Il Dott. Ermanno Comegna, Economista agrario, nella relazione “Green Deal, Farm to Fork Strategia Biodiversità” ha precisato che oltre alle iniziative programmate e in parte attuate, sono state preannunciate integrazioni e correzioni di rotta al percorso tracciato con il Green Deal. La svolta c’è stata a seguito delle proteste degli agricoltori europei, dalle quali è scaturito il pacchetto di semplificazione e revisione della PAC 2023-2027, con l’allentamento dei vincoli di condizionalità rafforzata. Infatti, sono attesi interventi come il rafforzamento della posizione degli agricoltori all’interno della filiera, con l’estensione dell’ambito di applicazione della direttiva sulle pratiche sleali e inizia ad affiorare la volontà di modificare l’approccio alle politiche commerciali dell’Unione europea, inserendo anche l’esigenza di garantire la reciprocità delle regole. Si ragiona sulla possibilità di una profonda revisione del funzionamento della PAC, con il riorientamento del sostegno ed una strategia organica per affrontare i rischi in agricoltura.
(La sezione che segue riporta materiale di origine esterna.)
use crate::types::{ScrollDirection, ViewportBounds, ViewportDimensions};

/// Pure viewport geometry: scroll-offset tracking, dimension computation and
/// scroll-direction detection.
///
/// This type never touches a real scroll element. The host feeds it
/// [`ViewportBounds`] and raw scroll offsets; the style-affecting outputs
/// (scroll-shim height, translate-Y offset) come back as change-tracked
/// values from [`Self::apply_scroll_height`] and [`Self::apply_top_padding`],
/// `None` meaning "nothing to write".
#[derive(Clone, Debug)]
pub struct Viewport {
    bounds: ViewportBounds,
    dimensions: ViewportDimensions,
    raw_scroll_top: f64,
    elements_offset: f64,
    last_scroll_top: f64,
    last_scroll_height: f64,
    last_top_padding: f64,
    scroll_direction: ScrollDirection,
}

impl Viewport {
    pub fn new(bounds: ViewportBounds) -> Self {
        Self {
            bounds,
            dimensions: compute_dimensions(bounds),
            raw_scroll_top: 0.0,
            elements_offset: 0.0,
            last_scroll_top: 0.0,
            last_scroll_height: 0.0,
            last_top_padding: 0.0,
            scroll_direction: ScrollDirection::default(),
        }
    }

    /// The effective scroll offset: the raw offset minus the top offset of an
    /// optional inner container, clamped at zero.
    pub fn scroll_top(&self) -> f64 {
        (self.raw_scroll_top - self.elements_offset).max(0.0)
    }

    pub fn raw_scroll_top(&self) -> f64 {
        self.raw_scroll_top
    }

    pub fn dimensions(&self) -> ViewportDimensions {
        self.dimensions
    }

    pub fn scroll_direction(&self) -> ScrollDirection {
        self.scroll_direction
    }

    /// Top offset of an inner container, for lists nested inside a wrapper
    /// that starts below the scroll element's origin.
    pub fn set_elements_offset(&mut self, offset: f64) {
        self.elements_offset = offset;
    }

    /// Replaces the element bounds (resize) and recomputes the dimensions.
    pub fn set_bounds(&mut self, bounds: ViewportBounds) {
        self.bounds = bounds;
        self.dimensions = compute_dimensions(bounds);
    }

    /// Recomputes the dimensions from the stored bounds, optionally resetting
    /// the raw scroll offset to the top first.
    pub fn refresh(&mut self, scroll_to_top: bool) {
        if scroll_to_top {
            self.raw_scroll_top = 0.0;
        }
        self.dimensions = compute_dimensions(self.bounds);
    }

    /// Records a scroll event: detects the direction against the previous raw
    /// offset, then stores the new one.
    pub fn record_scroll(&mut self, raw_scroll_top: f64) {
        self.scroll_direction = if raw_scroll_top - self.last_scroll_top > 0.0 {
            ScrollDirection::Down
        } else {
            ScrollDirection::Up
        };
        self.last_scroll_top = raw_scroll_top;
        self.raw_scroll_top = raw_scroll_top;
    }

    /// Whether the raw offset has passed `threshold` as a fraction of the
    /// last applied scroll height.
    pub fn should_load_more(&self, threshold: f64) -> bool {
        self.raw_scroll_top / self.last_scroll_height > threshold
    }

    /// Change-tracks the total scrollable height.
    ///
    /// Returns `Some(scroll_height)` when the shim element needs the new
    /// value, `None` when it already has it.
    pub fn apply_scroll_height(&mut self, scroll_height: f64) -> Option<f64> {
        if scroll_height != self.last_scroll_height {
            self.last_scroll_height = scroll_height;
            Some(scroll_height)
        } else {
            None
        }
    }

    /// Computes and change-tracks the top padding that shifts the rendered
    /// slice to where the unrendered prefix would have ended.
    ///
    /// Returns `Some(translate_y)` when the content wrapper needs the new
    /// offset, `None` when unchanged.
    pub fn apply_top_padding(
        &mut self,
        group_header_height: f64,
        groups_before: usize,
        child_height: f64,
        rows_before: usize,
        has_items: bool,
    ) -> Option<f64> {
        let top_padding = if has_items {
            group_header_height * groups_before as f64 + child_height * rows_before as f64
        } else {
            0.0
        };
        if top_padding != self.last_top_padding {
            self.last_top_padding = top_padding;
            Some(top_padding)
        } else {
            None
        }
    }
}

impl Default for Viewport {
    fn default() -> Self {
        Self::new(ViewportBounds::default())
    }
}

/// Outer minus inner box yields the scrollbar thickness; the view box is the
/// inner box shrunk by it once more.
fn compute_dimensions(bounds: ViewportBounds) -> ViewportDimensions {
    let scrollbar_width = bounds.offset_width - bounds.client_width;
    let scrollbar_height = bounds.offset_height - bounds.client_height;
    ViewportDimensions {
        view_height: bounds.client_height - scrollbar_height,
        view_width: bounds.client_width - scrollbar_width,
        scrollbar_width,
        scrollbar_height,
    }
}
“L’esperienza di questi ultimi anni ha mostrato il forte impatto sulle aziende agricole delle diverse azioni e degli orientamenti derivanti dall’applicazione del Green Deal, con la modifica delle pratiche agronomiche, l’aumento dei costi di produzione e maggiore burocrazia. La transizione ecologica – ha spiegato il Dott. Ermanno Comegna – verso la sostenibilità è il punto centrale che ispira il Green Deal e rappresenta un elemento di riferimento con il quale impostare, attuare e valutare la Politica Agricola Comunitaria, con i relativi Piani strategici nazionali”.